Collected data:
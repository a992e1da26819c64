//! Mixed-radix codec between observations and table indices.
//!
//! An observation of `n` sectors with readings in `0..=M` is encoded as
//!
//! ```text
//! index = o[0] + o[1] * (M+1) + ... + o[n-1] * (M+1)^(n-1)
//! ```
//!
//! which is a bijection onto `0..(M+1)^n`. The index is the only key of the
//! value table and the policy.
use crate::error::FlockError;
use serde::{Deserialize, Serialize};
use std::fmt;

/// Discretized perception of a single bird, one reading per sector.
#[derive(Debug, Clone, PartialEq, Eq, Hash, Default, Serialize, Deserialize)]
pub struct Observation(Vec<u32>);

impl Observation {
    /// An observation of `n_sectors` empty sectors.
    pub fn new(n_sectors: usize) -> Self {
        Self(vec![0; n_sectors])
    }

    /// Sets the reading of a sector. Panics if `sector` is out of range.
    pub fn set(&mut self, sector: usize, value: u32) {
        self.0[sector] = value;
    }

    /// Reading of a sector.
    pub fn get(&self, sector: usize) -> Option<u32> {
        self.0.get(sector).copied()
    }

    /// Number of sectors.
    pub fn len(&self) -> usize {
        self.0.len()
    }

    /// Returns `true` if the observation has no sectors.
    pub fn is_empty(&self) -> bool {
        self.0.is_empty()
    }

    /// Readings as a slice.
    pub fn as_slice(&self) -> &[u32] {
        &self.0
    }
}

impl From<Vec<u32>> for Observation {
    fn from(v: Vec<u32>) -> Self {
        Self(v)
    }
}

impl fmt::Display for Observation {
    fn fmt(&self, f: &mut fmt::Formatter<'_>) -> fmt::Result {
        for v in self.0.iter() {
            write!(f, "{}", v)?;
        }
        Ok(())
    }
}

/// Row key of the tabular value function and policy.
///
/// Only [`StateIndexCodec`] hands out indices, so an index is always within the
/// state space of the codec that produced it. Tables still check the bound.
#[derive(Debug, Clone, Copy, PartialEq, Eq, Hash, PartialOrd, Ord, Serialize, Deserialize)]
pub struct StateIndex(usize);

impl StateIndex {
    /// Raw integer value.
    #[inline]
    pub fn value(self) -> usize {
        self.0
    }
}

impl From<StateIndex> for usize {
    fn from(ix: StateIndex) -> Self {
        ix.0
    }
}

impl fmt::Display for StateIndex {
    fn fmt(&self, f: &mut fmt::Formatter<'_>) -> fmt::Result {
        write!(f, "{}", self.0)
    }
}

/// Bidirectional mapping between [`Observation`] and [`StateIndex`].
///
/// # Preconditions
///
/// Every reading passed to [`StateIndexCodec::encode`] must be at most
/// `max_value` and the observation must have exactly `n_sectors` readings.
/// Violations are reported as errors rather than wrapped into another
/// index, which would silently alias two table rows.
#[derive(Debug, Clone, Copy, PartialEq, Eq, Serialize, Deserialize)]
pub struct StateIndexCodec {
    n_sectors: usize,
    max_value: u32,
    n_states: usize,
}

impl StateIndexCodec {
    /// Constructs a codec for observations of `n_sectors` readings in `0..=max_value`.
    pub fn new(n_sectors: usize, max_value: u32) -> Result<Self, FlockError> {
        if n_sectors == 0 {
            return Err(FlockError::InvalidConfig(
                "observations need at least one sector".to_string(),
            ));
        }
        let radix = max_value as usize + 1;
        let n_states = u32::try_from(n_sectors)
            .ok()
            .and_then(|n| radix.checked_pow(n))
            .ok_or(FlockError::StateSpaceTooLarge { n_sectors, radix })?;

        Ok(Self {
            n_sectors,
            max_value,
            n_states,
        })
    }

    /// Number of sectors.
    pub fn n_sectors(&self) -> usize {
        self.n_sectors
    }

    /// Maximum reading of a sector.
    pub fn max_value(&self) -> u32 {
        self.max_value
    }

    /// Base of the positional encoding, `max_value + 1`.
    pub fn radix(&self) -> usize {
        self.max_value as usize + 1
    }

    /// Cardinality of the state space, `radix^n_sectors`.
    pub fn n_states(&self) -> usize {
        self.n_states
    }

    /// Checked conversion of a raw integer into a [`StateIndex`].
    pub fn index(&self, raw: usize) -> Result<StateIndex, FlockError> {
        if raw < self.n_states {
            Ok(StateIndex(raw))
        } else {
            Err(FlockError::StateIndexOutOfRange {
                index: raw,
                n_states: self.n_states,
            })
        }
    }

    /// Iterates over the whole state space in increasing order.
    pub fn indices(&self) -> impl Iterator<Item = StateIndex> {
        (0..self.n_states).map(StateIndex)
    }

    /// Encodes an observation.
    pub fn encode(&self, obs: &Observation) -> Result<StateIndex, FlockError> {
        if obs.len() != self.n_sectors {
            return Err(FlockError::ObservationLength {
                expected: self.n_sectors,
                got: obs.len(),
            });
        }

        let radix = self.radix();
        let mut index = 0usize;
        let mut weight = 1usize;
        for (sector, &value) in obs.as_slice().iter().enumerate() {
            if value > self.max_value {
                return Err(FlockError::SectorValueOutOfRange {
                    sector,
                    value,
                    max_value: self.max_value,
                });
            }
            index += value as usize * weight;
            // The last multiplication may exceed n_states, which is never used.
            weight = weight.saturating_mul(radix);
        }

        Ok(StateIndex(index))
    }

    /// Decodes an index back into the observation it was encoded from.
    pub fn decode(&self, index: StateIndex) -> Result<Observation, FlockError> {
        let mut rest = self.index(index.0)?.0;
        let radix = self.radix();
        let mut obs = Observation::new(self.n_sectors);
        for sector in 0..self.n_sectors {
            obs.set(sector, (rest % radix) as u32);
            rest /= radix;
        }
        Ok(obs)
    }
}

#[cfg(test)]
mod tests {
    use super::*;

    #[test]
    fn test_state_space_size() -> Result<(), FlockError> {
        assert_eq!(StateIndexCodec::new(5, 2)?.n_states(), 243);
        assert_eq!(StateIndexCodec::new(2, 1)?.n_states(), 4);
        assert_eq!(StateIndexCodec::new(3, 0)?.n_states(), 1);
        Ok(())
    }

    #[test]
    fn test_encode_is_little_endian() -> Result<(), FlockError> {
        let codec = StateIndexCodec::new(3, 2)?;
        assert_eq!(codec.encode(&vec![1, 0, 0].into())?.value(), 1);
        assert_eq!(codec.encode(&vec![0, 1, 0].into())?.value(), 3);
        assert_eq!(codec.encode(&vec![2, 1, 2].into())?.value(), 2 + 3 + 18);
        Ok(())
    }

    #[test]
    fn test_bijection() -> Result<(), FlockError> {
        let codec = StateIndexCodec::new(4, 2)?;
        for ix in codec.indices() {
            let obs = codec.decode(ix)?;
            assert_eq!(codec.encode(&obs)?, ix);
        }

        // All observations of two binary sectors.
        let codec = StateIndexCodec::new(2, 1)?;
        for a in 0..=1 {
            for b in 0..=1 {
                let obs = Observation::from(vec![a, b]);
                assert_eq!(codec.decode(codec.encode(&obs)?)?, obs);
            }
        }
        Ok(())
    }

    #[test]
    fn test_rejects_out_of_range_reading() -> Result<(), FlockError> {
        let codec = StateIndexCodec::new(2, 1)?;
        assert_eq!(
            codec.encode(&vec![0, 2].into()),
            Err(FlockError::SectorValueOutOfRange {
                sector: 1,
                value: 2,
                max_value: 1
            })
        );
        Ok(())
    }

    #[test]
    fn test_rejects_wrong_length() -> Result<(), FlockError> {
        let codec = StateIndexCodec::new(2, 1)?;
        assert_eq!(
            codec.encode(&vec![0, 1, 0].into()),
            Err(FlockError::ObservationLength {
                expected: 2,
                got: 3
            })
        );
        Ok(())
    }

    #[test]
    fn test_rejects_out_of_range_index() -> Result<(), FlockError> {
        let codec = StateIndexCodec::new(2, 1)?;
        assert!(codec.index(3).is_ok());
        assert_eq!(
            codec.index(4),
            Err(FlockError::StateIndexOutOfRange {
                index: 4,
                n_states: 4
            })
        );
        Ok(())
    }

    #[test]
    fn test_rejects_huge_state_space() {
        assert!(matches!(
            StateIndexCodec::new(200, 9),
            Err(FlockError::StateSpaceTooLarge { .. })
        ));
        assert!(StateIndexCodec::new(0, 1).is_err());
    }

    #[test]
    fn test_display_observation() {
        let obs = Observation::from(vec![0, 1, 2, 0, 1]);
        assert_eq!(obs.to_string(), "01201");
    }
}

---

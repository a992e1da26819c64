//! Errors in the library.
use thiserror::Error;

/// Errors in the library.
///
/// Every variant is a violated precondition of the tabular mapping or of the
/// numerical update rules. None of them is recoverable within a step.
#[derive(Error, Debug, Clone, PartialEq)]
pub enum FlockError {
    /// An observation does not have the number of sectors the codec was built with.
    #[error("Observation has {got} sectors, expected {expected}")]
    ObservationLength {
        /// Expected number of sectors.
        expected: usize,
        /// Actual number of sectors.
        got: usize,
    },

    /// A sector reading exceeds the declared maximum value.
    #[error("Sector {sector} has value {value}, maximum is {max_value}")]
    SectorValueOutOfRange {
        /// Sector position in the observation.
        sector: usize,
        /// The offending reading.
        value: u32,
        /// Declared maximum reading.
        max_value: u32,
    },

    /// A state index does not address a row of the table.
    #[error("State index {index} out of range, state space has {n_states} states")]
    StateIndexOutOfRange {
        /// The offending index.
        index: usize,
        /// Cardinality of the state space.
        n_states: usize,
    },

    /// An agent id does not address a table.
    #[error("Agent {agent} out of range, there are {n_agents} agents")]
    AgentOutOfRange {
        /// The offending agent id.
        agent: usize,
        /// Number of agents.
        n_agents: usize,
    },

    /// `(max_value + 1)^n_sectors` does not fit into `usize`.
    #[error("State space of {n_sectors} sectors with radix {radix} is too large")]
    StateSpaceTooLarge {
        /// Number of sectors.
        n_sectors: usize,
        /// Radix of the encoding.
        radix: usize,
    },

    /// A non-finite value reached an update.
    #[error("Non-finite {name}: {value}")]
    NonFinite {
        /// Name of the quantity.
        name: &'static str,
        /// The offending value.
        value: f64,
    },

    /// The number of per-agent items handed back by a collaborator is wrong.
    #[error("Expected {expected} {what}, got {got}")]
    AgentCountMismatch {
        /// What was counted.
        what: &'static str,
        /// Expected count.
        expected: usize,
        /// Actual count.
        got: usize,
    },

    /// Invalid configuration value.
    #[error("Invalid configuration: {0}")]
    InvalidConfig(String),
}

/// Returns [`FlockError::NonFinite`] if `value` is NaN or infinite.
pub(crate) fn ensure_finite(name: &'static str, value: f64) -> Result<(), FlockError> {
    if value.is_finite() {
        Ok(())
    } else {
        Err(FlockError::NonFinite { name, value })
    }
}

Aim of the task: Check each line in the records above for the word "encoding". Return those that have it.

Task answer:
    /// Base of the positional encoding, `max_value + 1`.
        /// Radix of the encoding.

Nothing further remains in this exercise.